“Our lives are filled with so many heroes,” wrote one of our frequent Colorado Academy social media readers from New York City. In that city, health workers again counted a new record for single-day increases in deaths from COVID-19. And whether in NYC or Denver, we are indeed fortunate at this time of COVID-19 to be served by many, many heroes.
Heroes include our faculty, who continue teaching while pacing in front of their homes with a laptop or while bouncing a kid on their knee. They include our library staff members, who, most weeknights, are reading bedtime stories to our children live on Facebook, and our Dining Hall staff, teaching children and families about cooking and enjoying meals together.
Heroes include our counseling staff, continuing to work with students by phone and video conference, as well as our IT staff, devoting one-on-one time with families as they work through technology issues to enable online learning.
Too, our heroes include the city workers, government employees, restaurant workers, journalists, and many others in the essential services sectors, who work to keep our infrastructure running, keeping people fed, housed, informed, and cared for. For all of us, heroes include the front line medical workers, who are risking their own health each day to tend to the sick and nurse them back to health.
For CA, our heroes are also our alumni, who are among the workforce in those essential services, like Darby Shockley ’13, working as a pediatric nurse at Children’s Hospital, who is thinking about helping others now and about preparedness for other pandemics in the future.
Then there is Iain Hyde, Class of ‘02, who is the Deputy Director of the National Preparedness Analytics Center at Argonne National Laboratory, who says he is simply glad to be in a position to help and contribute.
There is also CA alumnus Reid Aronstein ’12, who is working the front lines to help support Colorado’s small and large businesses at this time of economic disruption. In his role, he is also working to sustain the flow of medical equipment and supplies to Colorado’s health care providers.
And there is Evan Pushchak ’02, who is completing his residency in emergency medicine at Northwestern University Hospital in Chicago.
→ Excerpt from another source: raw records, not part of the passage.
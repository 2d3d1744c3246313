// SPDX-License-Identifier: AGPL-3.0-or-later
//
// Copyright (C) 2026 Relational Network

//! Devnet transaction, receipt and contract types.

use std::fmt;

use alloy::primitives::{keccak256, Address, Bytes, B256, U256};
use chrono::{DateTime, Utc};
use serde::{Deserialize, Serialize};
use utoipa::ToSchema;

use crate::account::{Account, AccountFactory, AddressScheme};
use crate::registry::{KeyRegistry, ProviderDirectory};

/// A transaction submitted to the devnet.
///
/// `from` is either a development EOA (unlocked, no signature) or a deployed
/// account, in which case `custom_signature` carries the JWT assertion.
#[derive(Debug, Clone, PartialEq, Eq, Serialize, Deserialize, ToSchema)]
#[serde(rename_all = "camelCase")]
pub struct Transaction {
    #[schema(value_type = String, example = "0x36615Cf349d7F6344891B1e7CA7C72883F5dc049")]
    pub from: Address,
    /// Target contract or recipient. Absent for contract creation.
    #[serde(default, skip_serializing_if = "Option::is_none")]
    #[schema(value_type = Option<String>)]
    pub to: Option<Address>,
    pub nonce: u64,
    /// Native value in wei.
    #[serde(default)]
    #[schema(value_type = String, example = "0x0")]
    pub value: U256,
    #[serde(default)]
    pub call: Call,
    /// ABI-encoded custom auth payload, required when `from` is an account.
    #[serde(default, skip_serializing_if = "Option::is_none")]
    #[schema(value_type = Option<String>)]
    pub custom_signature: Option<Bytes>,
}

impl Transaction {
    /// Plain value transfer from `from` to `to`.
    pub fn transfer(from: Address, to: Address, nonce: u64, value: U256) -> Self {
        Self {
            from,
            to: Some(to),
            nonce,
            value,
            call: Call::Transfer,
            custom_signature: None,
        }
    }

    /// Contract call or creation without value.
    pub fn call(from: Address, to: Option<Address>, nonce: u64, call: Call) -> Self {
        Self {
            from,
            to,
            nonce,
            value: U256::ZERO,
            call,
            custom_signature: None,
        }
    }

    pub fn with_custom_signature(mut self, custom_signature: impl Into<Bytes>) -> Self {
        self.custom_signature = Some(custom_signature.into());
        self
    }

    /// Keccak-256 of the canonical JSON encoding.
    pub fn hash(&self) -> Result<B256, serde_json::Error> {
        Ok(keccak256(serde_json::to_vec(self)?))
    }
}

/// What a transaction does besides moving `value`.
#[derive(Debug, Clone, Default, PartialEq, Eq, Serialize, Deserialize, ToSchema)]
#[serde(tag = "method", rename_all = "snake_case")]
pub enum Call {
    /// Value transfer only.
    #[default]
    Transfer,
    /// Deploy a key registry owned by the sender.
    CreateKeyRegistry,
    /// Deploy a provider directory owned by the sender.
    CreateProviderDirectory,
    /// Deploy an account factory.
    #[serde(rename_all = "camelCase")]
    CreateAccountFactory {
        #[serde(default)]
        #[schema(value_type = Option<String>)]
        account_code_hash: Option<B256>,
        #[serde(default)]
        scheme: Option<AddressScheme>,
    },
    /// Register keys in the registry at `to`.
    #[serde(rename_all = "camelCase")]
    AddKeys {
        key_ids: Vec<String>,
        #[schema(value_type = Vec<String>)]
        moduli: Vec<Bytes>,
    },
    /// Register keys from ABI-encoded `(string[], bytes[])`.
    #[serde(rename_all = "camelCase")]
    AddKeysEncoded {
        #[schema(value_type = String)]
        data: Bytes,
    },
    #[serde(rename_all = "camelCase")]
    RemoveKey { key_id: String },
    /// Register or rotate a provider in the directory at `to`.
    #[serde(rename_all = "camelCase")]
    AddProvider {
        name: String,
        #[schema(value_type = String)]
        registry: Address,
    },
    RemoveProvider { name: String },
    /// Deploy an account through the factory at `to`.
    #[serde(rename_all = "camelCase")]
    DeployAccount {
        user_id: String,
        #[schema(value_type = String)]
        provider_directory: Address,
        #[serde(default)]
        #[schema(value_type = String)]
        salt: B256,
    },
}

impl Call {
    /// Method name used in logs.
    pub fn method(&self) -> &'static str {
        match self {
            Call::Transfer => "transfer",
            Call::CreateKeyRegistry => "create_key_registry",
            Call::CreateProviderDirectory => "create_provider_directory",
            Call::CreateAccountFactory { .. } => "create_account_factory",
            Call::AddKeys { .. } => "add_keys",
            Call::AddKeysEncoded { .. } => "add_keys_encoded",
            Call::RemoveKey { .. } => "remove_key",
            Call::AddProvider { .. } => "add_provider",
            Call::RemoveProvider { .. } => "remove_provider",
            Call::DeployAccount { .. } => "deploy_account",
        }
    }
}

/// Record of a committed transaction.
#[derive(Debug, Clone, PartialEq, Eq, Serialize, Deserialize, ToSchema)]
#[serde(rename_all = "camelCase")]
pub struct Receipt {
    #[schema(value_type = String)]
    pub tx_hash: B256,
    pub block_number: u64,
    #[schema(value_type = String)]
    pub from: Address,
    #[serde(default, skip_serializing_if = "Option::is_none")]
    #[schema(value_type = Option<String>)]
    pub to: Option<Address>,
    pub nonce: u64,
    pub method: String,
    /// Address of the contract or account the transaction created.
    #[serde(default, skip_serializing_if = "Option::is_none")]
    #[schema(value_type = Option<String>)]
    pub contract_address: Option<Address>,
    pub timestamp: DateTime<Utc>,
}

/// A contract instance held by the devnet.
#[derive(Debug, Clone)]
pub enum Contract {
    KeyRegistry(KeyRegistry),
    ProviderDirectory(ProviderDirectory),
    AccountFactory(AccountFactory),
    Account(Account),
}

impl Contract {
    pub fn kind(&self) -> ContractKind {
        match self {
            Contract::KeyRegistry(_) => ContractKind::KeyRegistry,
            Contract::ProviderDirectory(_) => ContractKind::ProviderDirectory,
            Contract::AccountFactory(_) => ContractKind::AccountFactory,
            Contract::Account(_) => ContractKind::Account,
        }
    }
}

#[derive(Debug, Clone, Copy, PartialEq, Eq, Serialize, Deserialize, ToSchema)]
#[serde(rename_all = "snake_case")]
pub enum ContractKind {
    KeyRegistry,
    ProviderDirectory,
    AccountFactory,
    Account,
}

impl fmt::Display for ContractKind {
    fn fmt(&self, f: &mut fmt::Formatter<'_>) -> fmt::Result {
        let name = match self {
            ContractKind::KeyRegistry => "key registry",
            ContractKind::ProviderDirectory => "provider directory",
            ContractKind::AccountFactory => "account factory",
            ContractKind::Account => "account",
        };
        f.write_str(name)
    }
}
// SPDX-License-Identifier: AGPL-3.0-or-later
//
// Copyright (C) 2026 Relational Network

//! Account state and counterfactual address endpoints.

use alloy::primitives::B256;
use axum::{
    extract::{Path, State},
    Json,
};

use crate::{
    error::{ApiError, ErrorBody},
    models::{parse_address, AccountAddressRequest, AccountAddressResponse, AccountInfo},
    state::AppState,
};

/// Get a deployed account.
#[utoipa::path(
    get,
    path = "/v1/accounts/{address}",
    tag = "Accounts",
    params(("address" = String, Path, description = "Account address")),
    responses(
        (status = 200, description = "Account state", body = AccountInfo),
        (status = 404, description = "No account at this address", body = ErrorBody)
    )
)]
pub async fn get_account(
    State(state): State<AppState>,
    Path(address): Path<String>,
) -> Result<Json<AccountInfo>, ApiError> {
    let address = parse_address(&address)?;
    let chain = state.chain.read().await;
    let account = chain.state().account(address)?;

    Ok(Json(AccountInfo {
        address,
        user_id: account.user_id().to_string(),
        provider_directory: account.provider_directory(),
        nonce: account.nonce(),
        balance: chain.balance(address),
    }))
}

/// Compute the address an account would be deployed at.
///
/// The result does not depend on whether the account exists, so wallets can
/// fund the address before deployment.
#[utoipa::path(
    post,
    path = "/v1/factories/{factory}/address",
    tag = "Accounts",
    params(("factory" = String, Path, description = "Account factory address")),
    request_body = AccountAddressRequest,
    responses(
        (status = 200, description = "Derived address", body = AccountAddressResponse),
        (status = 404, description = "No factory at this address", body = ErrorBody)
    )
)]
pub async fn account_address(
    State(state): State<AppState>,
    Path(factory): Path<String>,
    Json(request): Json<AccountAddressRequest>,
) -> Result<Json<AccountAddressResponse>, ApiError> {
    let factory_address = parse_address(&factory)?;
    let chain = state.chain.read().await;
    let factory = chain.state().factory(factory_address)?;

    let address = factory.account_address(
        &request.user_id,
        request.provider_directory,
        request.salt.unwrap_or(B256::ZERO),
    );

    Ok(Json(AccountAddressResponse {
        factory: factory_address,
        address,
        scheme: factory.scheme(),
        deployed: factory.is_deployed(address),
    }))
}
Early on in this crisis, he took time to speak to us at CA. Not only is he serving on the front lines in Chicago, but he also offered himself as a resource to the CA community.
As I have shared over and over again, I am so grateful to be part of this community of people who support one another, who work on behalf of children, care for those who cannot care for themselves, and for those many parents, grandparents, and others who believe in the future of our school, our state, and our nation.
Godspeed to all of our heroes; we are indeed lucky to have you filling our lives.